use std::fmt;
use thiserror::Error;

/// The error type for awslite operations.
#[derive(Error, Debug)]
#[error("{message}")]
pub struct Error {
    kind: ErrorKind,
    message: String,
    #[source]
    source: Option<anyhow::Error>,
}

/// The kind of error that occurred.
#[derive(Debug, Clone, Copy, PartialEq, Eq)]
pub enum ErrorKind {
    /// The configured base endpoint is not a usable absolute URL.
    EndpointInvalid,

    /// Configuration error (missing region, service or credentials).
    ConfigInvalid,

    /// Request cannot be signed or assembled (missing authority, bad header
    /// values, etc.).
    RequestInvalid,

    /// The remote service rejected the request with a structured error body.
    Service,

    /// Unexpected errors (transport, I/O, undecodable responses, etc.).
    Unexpected,
}

impl Error {
    /// Create a new error with the given kind and message.
    pub fn new(kind: ErrorKind, message: impl Into<String>) -> Self {
        Self {
            kind,
            message: message.into(),
            source: None,
        }
    }

    /// Add a source error.
    pub fn with_source(mut self, source: impl Into<anyhow::Error>) -> Self {
        self.source = Some(source.into());
        self
    }

    /// Get the error kind.
    pub fn kind(&self) -> ErrorKind {
        self.kind
    }
}

// Convenience constructors
impl Error {
    /// Create an endpoint invalid error.
    pub fn endpoint_invalid(message: impl Into<String>) -> Self {
        Self::new(ErrorKind::EndpointInvalid, message)
    }

    /// Create a config invalid error.
    pub fn config_invalid(message: impl Into<String>) -> Self {
        Self::new(ErrorKind::ConfigInvalid, message)
    }

    /// Create a request invalid error.
    pub fn request_invalid(message: impl Into<String>) -> Self {
        Self::new(ErrorKind::RequestInvalid, message)
    }

    /// Create a service rejection error.
    pub fn service(message: impl Into<String>) -> Self {
        Self::new(ErrorKind::Service, message)
    }

    /// Create an unexpected error.
    pub fn unexpected(message: impl Into<String>) -> Self {
        Self::new(ErrorKind::Unexpected, message)
    }
}

impl fmt::Display for ErrorKind {
    fn fmt(&self, f: &mut fmt::Formatter<'_>) -> fmt::Result {
        match self {
            ErrorKind::EndpointInvalid => write!(f, "invalid endpoint"),
            ErrorKind::ConfigInvalid => write!(f, "invalid configuration"),
            ErrorKind::RequestInvalid => write!(f, "invalid request"),
            ErrorKind::Service => write!(f, "service rejected request"),
            ErrorKind::Unexpected => write!(f, "unexpected error"),
        }
    }
}

/// Convenience type alias for Results.
pub type Result<T> = std::result::Result<T, Error>;

// Common From implementations
impl From<std::fmt::Error> for Error {
    fn from(err: std::fmt::Error) -> Self {
        Self::unexpected(err.to_string()).with_source(anyhow::Error::from(err))
    }
}

impl From<http::Error> for Error {
    fn from(err: http::Error) -> Self {
        Self::request_invalid(err.to_string()).with_source(anyhow::Error::from(err))
    }
}

impl From<http::header::InvalidHeaderValue> for Error {
    fn from(err: http::header::InvalidHeaderValue) -> Self {
        Self::request_invalid(err.to_string()).with_source(anyhow::Error::from(err))
    }
}

impl From<http::uri::InvalidUri> for Error {
    fn from(err: http::uri::InvalidUri) -> Self {
        Self::request_invalid(err.to_string()).with_source(anyhow::Error::from(err))
    }
}

impl From<http::uri::InvalidUriParts> for Error {
    fn from(err: http::uri::InvalidUriParts) -> Self {
        Self::request_invalid(err.to_string()).with_source(anyhow::Error::from(err))
    }
}

impl From<http::header::ToStrError> for Error {
    fn from(err: http::header::ToStrError) -> Self {
        Self::request_invalid(err.to_string()).with_source(anyhow::Error::from(err))
    }
}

### The problem
Set down the data above once more so that nothing differs from the original.

### Response box
use std::fmt;
use thiserror::Error;

/// The error type for awslite operations.
#[derive(Error, Debug)]
#[error("{message}")]
pub struct Error {
    kind: ErrorKind,
    message: String,
    #[source]
    source: Option<anyhow::Error>,
}

/// The kind of error that occurred.
#[derive(Debug, Clone, Copy, PartialEq, Eq)]
pub enum ErrorKind {
    /// The configured base endpoint is not a usable absolute URL.
    EndpointInvalid,

    /// Configuration error (missing region, service or credentials).
    ConfigInvalid,

    /// Request cannot be signed or assembled (missing authority, bad header
    /// values, etc.).
    RequestInvalid,

    /// The remote service rejected the request with a structured error body.
    Service,

    /// Unexpected errors (transport, I/O, undecodable responses, etc.).
    Unexpected,
}

impl Error {
    /// Create a new error with the given kind and message.
    pub fn new(kind: ErrorKind, message: impl Into<String>) -> Self {
        Self {
            kind,
            message: message.into(),
            source: None,
        }
    }

    /// Add a source error.
    pub fn with_source(mut self, source: impl Into<anyhow::Error>) -> Self {
        self.source = Some(source.into());
        self
    }

    /// Get the error kind.
    pub fn kind(&self) -> ErrorKind {
        self.kind
    }
}

// Convenience constructors
impl Error {
    /// Create an endpoint invalid error.
    pub fn endpoint_invalid(message: impl Into<String>) -> Self {
        Self::new(ErrorKind::EndpointInvalid, message)
    }

    /// Create a config invalid error.
    pub fn config_invalid(message: impl Into<String>) -> Self {
        Self::new(ErrorKind::ConfigInvalid, message)
    }

    /// Create a request invalid error.
    pub fn request_invalid(message: impl Into<String>) -> Self {
        Self::new(ErrorKind::RequestInvalid, message)
    }

    /// Create a service rejection error.
    pub fn service(message: impl Into<String>) -> Self {
        Self::new(ErrorKind::Service, message)
    }

    /// Create an unexpected error.
    pub fn unexpected(message: impl Into<String>) -> Self {
        Self::new(ErrorKind::Unexpected, message)
    }
}

impl fmt::Display for ErrorKind {
    fn fmt(&self, f: &mut fmt::Formatter<'_>) -> fmt::Result {
        match self {
            ErrorKind::EndpointInvalid => write!(f, "invalid endpoint"),
            ErrorKind::ConfigInvalid => write!(f, "invalid configuration"),
            ErrorKind::RequestInvalid => write!(f, "invalid request"),
            ErrorKind::Service => write!(f, "service rejected request"),
            ErrorKind::Unexpected => write!(f, "unexpected error"),
        }
    }
}

/// Convenience type alias for Results.
pub type Result<T> = std::result::Result<T, Error>;

// Common From implementations
impl From<std::fmt::Error> for Error {
    fn from(err: std::fmt::Error) -> Self {
        Self::unexpected(err.to_string()).with_source(anyhow::Error::from(err))
    }
}

impl From<http::Error> for Error {
    fn from(err: http::Error) -> Self {
        Self::request_invalid(err.to_string()).with_source(anyhow::Error::from(err))
    }
}

impl From<http::header::InvalidHeaderValue> for Error {
    fn from(err: http::header::InvalidHeaderValue) -> Self {
        Self::request_invalid(err.to_string()).with_source(anyhow::Error::from(err))
    }
}

impl From<http::uri::InvalidUri> for Error {
    fn from(err: http::uri::InvalidUri) -> Self {
        Self::request_invalid(err.to_string()).with_source(anyhow::Error::from(err))
    }
}

impl From<http::uri::InvalidUriParts> for Error {
    fn from(err: http::uri::InvalidUriParts) -> Self {
        Self::request_invalid(err.to_string()).with_source(anyhow::Error::from(err))
    }
}

impl From<http::header::ToStrError> for Error {
    fn from(err: http::header::ToStrError) -> Self {
        Self::request_invalid(err.to_string()).with_source(anyhow::Error::from(err))
    }
}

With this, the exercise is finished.